So far, the majority of the published studies focused on FL bacterioplankton, thereby leaving the PA bacterial communities largely unexplored. The particulate fraction of bacterioplankton has proven challenging to comprehensive meta-omics characterization, due to its high complexity, presence of DNA/protein-binding polysaccharides, process-interfering substances and lack of (meta)genomic information on marine particles (e.g. Wöhlbrand et al., 2017b), despite the fact that information on marine metagenomes is constantly growing (reviewed by Mineta and Gojobori 2016; Alma’abadi et al., 2015). Previous experiments also indicate that a high abundance of eukaryotic proteins contributes to these challenges (Smith et al., 2017; Saito et al., 2019).

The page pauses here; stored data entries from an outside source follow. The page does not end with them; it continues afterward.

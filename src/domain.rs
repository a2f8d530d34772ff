// ===============================
// src/domain.rs
// ===============================
//
// Cash register data model:
// - CashSession  : one drawer period per store (OPEN -> CLOSED)
// - CashMovement : ledger entry (IN / OUT / ADJUST) tied to a session
// - CashTotals   : derived reconciliation, never persisted
//
// Amounts are exact decimals on the client; on the wire they are JSON numbers.
//
use chrono::{DateTime, NaiveDate, Utc};
use rust_decimal::Decimal;
use serde::{Deserialize, Serialize};

#[derive(Debug, Clone, Copy, PartialEq, Eq, Serialize, Deserialize)]
#[serde(rename_all = "UPPERCASE")]
pub enum SessionStatus {
    #[serde(alias = "open")]
    Open,
    #[serde(alias = "closed")]
    Closed,
}

#[derive(Debug, Clone, PartialEq, Serialize, Deserialize)]
#[serde(rename_all = "camelCase")]
pub struct CashSession {
    pub id: i64,
    pub store_id: i64,
    pub opening_amount: Decimal,
    #[serde(default, skip_serializing_if = "Option::is_none")]
    pub closing_amount: Option<Decimal>,
    pub status: SessionStatus,
    #[serde(default, with = "lenient_ts")]
    pub opened_at: Option<DateTime<Utc>>,
    #[serde(default, with = "lenient_ts")]
    pub closed_at: Option<DateTime<Utc>>,
    #[serde(default, skip_serializing_if = "Option::is_none")]
    pub opened_by: Option<i64>,
    #[serde(default, skip_serializing_if = "Option::is_none")]
    pub closed_by: Option<i64>,
    /// Server-side aggregate of cash sales, when the backend provides it.
    #[serde(default, skip_serializing_if = "Option::is_none")]
    pub sales_cash: Option<Decimal>,
    /// Server-side aggregate of cash purchases, when the backend provides it.
    #[serde(default, skip_serializing_if = "Option::is_none")]
    pub purchases_cash: Option<Decimal>,
}

impl CashSession {
    pub fn is_open(&self) -> bool {
        self.status == SessionStatus::Open
    }
}

#[derive(Debug, Clone, Copy, PartialEq, Eq, Serialize, Deserialize)]
#[serde(rename_all = "UPPERCASE")]
pub enum Direction {
    In,
    Out,
    Adjust,
}

impl Direction {
    /// +1 for income, -1 for everything that takes cash out of the drawer.
    pub fn sign(&self) -> i64 {
        match self {
            Direction::In => 1,
            Direction::Out | Direction::Adjust => -1,
        }
    }
}

#[derive(Debug, Clone, Copy, Default, PartialEq, Eq, Serialize, Deserialize)]
#[serde(rename_all = "UPPERCASE")]
pub enum Origin {
    #[default]
    Manual,
    Sale,
    Purchase,
}

#[derive(Debug, Clone, PartialEq, Serialize, Deserialize)]
#[serde(rename_all = "camelCase")]
pub struct CashMovement {
    pub id: i64,
    pub session_id: i64,
    pub direction: Direction,
    pub amount: Decimal,
    #[serde(default, skip_serializing_if = "Option::is_none")]
    pub category: Option<String>,
    #[serde(default, skip_serializing_if = "Option::is_none")]
    pub notes: Option<String>,
    #[serde(default)]
    pub origin: Origin,
    #[serde(default, skip_serializing_if = "Option::is_none")]
    pub origin_id: Option<i64>,
    #[serde(default, with = "lenient_ts")]
    pub created_at: Option<DateTime<Utc>>,
}

impl CashMovement {
    /// Magnitude of the movement; older backends send OUT amounts negative.
    pub fn magnitude(&self) -> Decimal {
        self.amount.abs()
    }

    pub fn signed_amount(&self) -> Decimal {
        self.magnitude() * Decimal::from(self.direction.sign())
    }
}

// ----- Requests -----

#[derive(Debug, Clone, Serialize, Deserialize)]
#[serde(rename_all = "camelCase")]
pub struct OpenCashboxRequest {
    pub store_id: i64,
    pub opening_amount: Decimal,
    #[serde(default, skip_serializing_if = "Option::is_none")]
    pub user_id: Option<i64>,
}

#[derive(Debug, Clone, Serialize, Deserialize)]
#[serde(rename_all = "camelCase")]
pub struct CashMovementRequest {
    pub session_id: i64,
    pub direction: Direction,
    pub amount: Decimal,
    #[serde(default, skip_serializing_if = "Option::is_none")]
    pub category: Option<String>,
    #[serde(default, skip_serializing_if = "Option::is_none")]
    pub notes: Option<String>,
    #[serde(default)]
    pub origin: Origin,
    #[serde(default, skip_serializing_if = "Option::is_none")]
    pub origin_id: Option<i64>,
}

impl CashMovementRequest {
    pub fn manual(session_id: i64, direction: Direction, amount: Decimal) -> Self {
        Self {
            session_id,
            direction,
            amount,
            category: None,
            notes: None,
            origin: Origin::Manual,
            origin_id: None,
        }
    }

    pub fn with_category(mut self, category: impl Into<String>) -> Self {
        self.category = Some(category.into());
        self
    }

    pub fn with_notes(mut self, notes: impl Into<String>) -> Self {
        self.notes = Some(notes.into());
        self
    }
}

/// One line of the physical cash count (denomination x quantity).
#[derive(Debug, Clone, PartialEq, Serialize, Deserialize)]
#[serde(rename_all = "camelCase")]
pub struct CashCountLine {
    pub denomination: Decimal,
    pub quantity: u32,
}

impl CashCountLine {
    pub fn subtotal(&self) -> Decimal {
        self.denomination * Decimal::from(self.quantity)
    }

    /// Parses `DENOMxQTY`, e.g. `50x3` or `0.5x10`.
    pub fn parse(s: &str) -> Option<Self> {
        let (d, q) = s.trim().split_once(|c: char| c == 'x' || c == 'X' || c == '*')?;
        Some(Self {
            denomination: d.trim().parse().ok()?,
            quantity: q.trim().parse().ok()?,
        })
    }
}

pub fn cash_count_total(lines: &[CashCountLine]) -> Decimal {
    lines.iter().map(CashCountLine::subtotal).sum()
}

#[derive(Debug, Clone, Serialize, Deserialize)]
#[serde(rename_all = "camelCase")]
pub struct CloseCashboxRequest {
    pub store_id: i64,
    pub user_id: i64,
    pub date: NaiveDate,
    #[serde(default, skip_serializing_if = "Option::is_none")]
    pub closing_amount: Option<Decimal>,
    #[serde(default, skip_serializing_if = "Option::is_none")]
    pub cash_count: Option<Vec<CashCountLine>>,
}

/// Filter for `GET /api/cashbox/sessions`.
#[derive(Debug, Clone, Default, Serialize)]
#[serde(rename_all = "camelCase")]
pub struct SessionQuery {
    #[serde(skip_serializing_if = "Option::is_none")]
    pub store_id: Option<i64>,
    #[serde(skip_serializing_if = "Option::is_none")]
    pub status: Option<SessionStatus>,
    #[serde(skip_serializing_if = "Option::is_none")]
    pub from: Option<NaiveDate>,
    #[serde(skip_serializing_if = "Option::is_none")]
    pub to: Option<NaiveDate>,
}

impl SessionQuery {
    pub fn matches(&self, s: &CashSession) -> bool {
        if self.store_id.is_some_and(|id| id != s.store_id) {
            return false;
        }
        if self.status.is_some_and(|st| st != s.status) {
            return false;
        }
        let day = s.opened_at.map(|t| t.date_naive());
        match (self.from, day) {
            (Some(from), Some(d)) if d < from => return false,
            _ => {}
        }
        match (self.to, day) {
            (Some(to), Some(d)) if d > to => return false,
            _ => {}
        }
        true
    }
}

// ----- Reconciliation -----

#[derive(Debug, Clone, Default, PartialEq, Serialize, Deserialize)]
#[serde(rename_all = "camelCase")]
pub struct CashTotals {
    pub opening: Decimal,
    pub sales_cash: Decimal,
    pub manual_in: Decimal,
    pub purchases_cash: Decimal,
    pub manual_out: Decimal,
    pub expected_closing: Decimal,
    #[serde(default, skip_serializing_if = "Option::is_none")]
    pub closing_amount: Option<Decimal>,
    #[serde(default, skip_serializing_if = "Option::is_none")]
    pub difference: Option<Decimal>,
}

impl CashTotals {
    /// Derive totals for `session` from its ledger.
    ///
    /// SALE-origin income and PURCHASE-origin outflow are replaced by the
    /// session aggregates when the backend supplies them.
    pub fn compute(session: &CashSession, movements: &[CashMovement]) -> Self {
        let mut sales = Decimal::ZERO;
        let mut manual_in = Decimal::ZERO;
        let mut purchases = Decimal::ZERO;
        let mut manual_out = Decimal::ZERO;

        for m in movements.iter().filter(|m| m.session_id == session.id) {
            let amount = m.magnitude();
            match (m.direction, m.origin) {
                (Direction::In, Origin::Sale) => sales += amount,
                (Direction::In, _) => manual_in += amount,
                (Direction::Out | Direction::Adjust, Origin::Purchase) => purchases += amount,
                (Direction::Out | Direction::Adjust, _) => manual_out += amount,
            }
        }

        if let Some(agg) = session.sales_cash {
            sales = agg;
        }
        if let Some(agg) = session.purchases_cash {
            purchases = agg;
        }

        let opening = session.opening_amount;
        let expected_closing = opening + sales + manual_in - purchases - manual_out;
        let difference = session.closing_amount.map(|c| c - expected_closing);

        Self {
            opening,
            sales_cash: sales,
            manual_in,
            purchases_cash: purchases,
            manual_out,
            expected_closing,
            closing_amount: session.closing_amount,
            difference,
        }
    }
}

/// Session + ledger + derived totals, as rendered by a cashbox screen.
#[derive(Debug, Clone, Serialize, Deserialize)]
#[serde(rename_all = "camelCase")]
pub struct CashSnapshot {
    pub session: CashSession,
    pub movements: Vec<CashMovement>,
    pub totals: CashTotals,
}

impl CashSnapshot {
    pub fn new(session: CashSession, movements: Vec<CashMovement>) -> Self {
        let totals = CashTotals::compute(&session, &movements);
        Self { session, movements, totals }
    }
}

// ----- Journal -----

#[derive(Debug, Clone, Serialize, Deserialize)]
pub enum Event {
    Opened(CashSession),
    Movement(CashMovement),
    Closed { session: CashSession, totals: CashTotals },
    Uploaded { key: String },
    Note(String),
}

/// Timestamps arrive as RFC 3339, as a zone-less local time (`T` or space
/// separated) or as epoch milliseconds.
pub mod lenient_ts {
    use chrono::{DateTime, NaiveDateTime, TimeZone, Utc};
    use serde::{de, Deserialize, Deserializer, Serializer};
    use serde_json::Value;

    const NAIVE_FORMATS: [&str; 2] = ["%Y-%m-%dT%H:%M:%S%.f", "%Y-%m-%d %H:%M:%S%.f"];

    pub fn parse(s: &str) -> Option<DateTime<Utc>> {
        let s = s.trim();
        if let Ok(t) = DateTime::parse_from_rfc3339(s) {
            return Some(t.with_timezone(&Utc));
        }
        NAIVE_FORMATS
            .iter()
            .find_map(|f| NaiveDateTime::parse_from_str(s, f).ok())
            .map(|n| Utc.from_utc_datetime(&n))
    }

    pub fn from_millis(ms: i64) -> Option<DateTime<Utc>> {
        Utc.timestamp_millis_opt(ms).single()
    }

    pub fn serialize<S: Serializer>(v: &Option<DateTime<Utc>>, s: S) -> Result<S::Ok, S::Error> {
        match v {
            Some(t) => s.serialize_some(&t.to_rfc3339()),
            None => s.serialize_none(),
        }
    }

    pub fn deserialize<'de, D: Deserializer<'de>>(d: D) -> Result<Option<DateTime<Utc>>, D::Error> {
        let parsed = match Value::deserialize(d)? {
            Value::Null => return Ok(None),
            Value::String(raw) => parse(&raw).ok_or(raw),
            Value::Number(n) => n.as_i64().and_then(from_millis).ok_or_else(|| n.to_string()),
            other => Err(other.to_string()),
        };
        parsed
            .map(Some)
            .map_err(|raw| de::Error::custom(format!("bad timestamp: {raw}")))
    }
}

Our goal was therefore to establish a robust, reproducible and reliable pipeline enabling in-depth metaproteomics analyses of marine particles by testing different established protocols for their applicability for protein extraction from PA bacterioplankton in order to unravel the PA community’s specific contribution to polysaccharide decomposition in marine habitats. As stated above, heterotrophic microbial communities are supposed to be well equipped to metabolize algal high molecular weight substrates (Simon et al., 2002; Grossart, 2010). We thus hypothesize that these communities either differ taxonomically from their FL counterparts (as shown by Bizic-Ionescu et al. (2015)) and/or express different genes to adapt to the sessile life style and the availability of specific polysaccharides such as insoluble glycan fibres (as observed by Ganesh et al. (2014)). Moreover, we postulated that this adaption will mostly affect the expression of proteins involved in motility, adhesion, stress response as well as CAZymes together with appropriate sugar transporters. In order to test these hypotheses, a metaproteomics pipeline for marine particles was established and tested as a proof of concept on spring bloom samples collected in April 2009, for which the FL bacterial fraction had previously been characterized (Teeling et al., 2012).
Results and Discussion
Establishment of a metaproteomics pipeline for PA microbial communities
As stated above, the metaproteomics analysis of PA microbial communities is severely hampered by their high complexity, the presence of a large proportion of eukaryotic proteins, the sugary particle-matrix as well as the lack of (meta)genomic information on PA-specific pro- and eukaryotes (Wöhlbrand et al., 2017b; Saito et al., 2019). Whilst the metaproteomics analyses by Teeing et al. (2012) and Kappelmann et al. (2019) of FL bacterioplankton (harvested on 0.2 μm filters) sampled during spring blooms from 2009 to 2012 at “Kabeltonne” Helgoland resulted in the identification of several thousand protein groups, the PA microbial communities retained on 3 and 10 μm pore-sized filters emerged as difficult to analyse by the integrated metagenomic/metaproteomic approach employed at that time.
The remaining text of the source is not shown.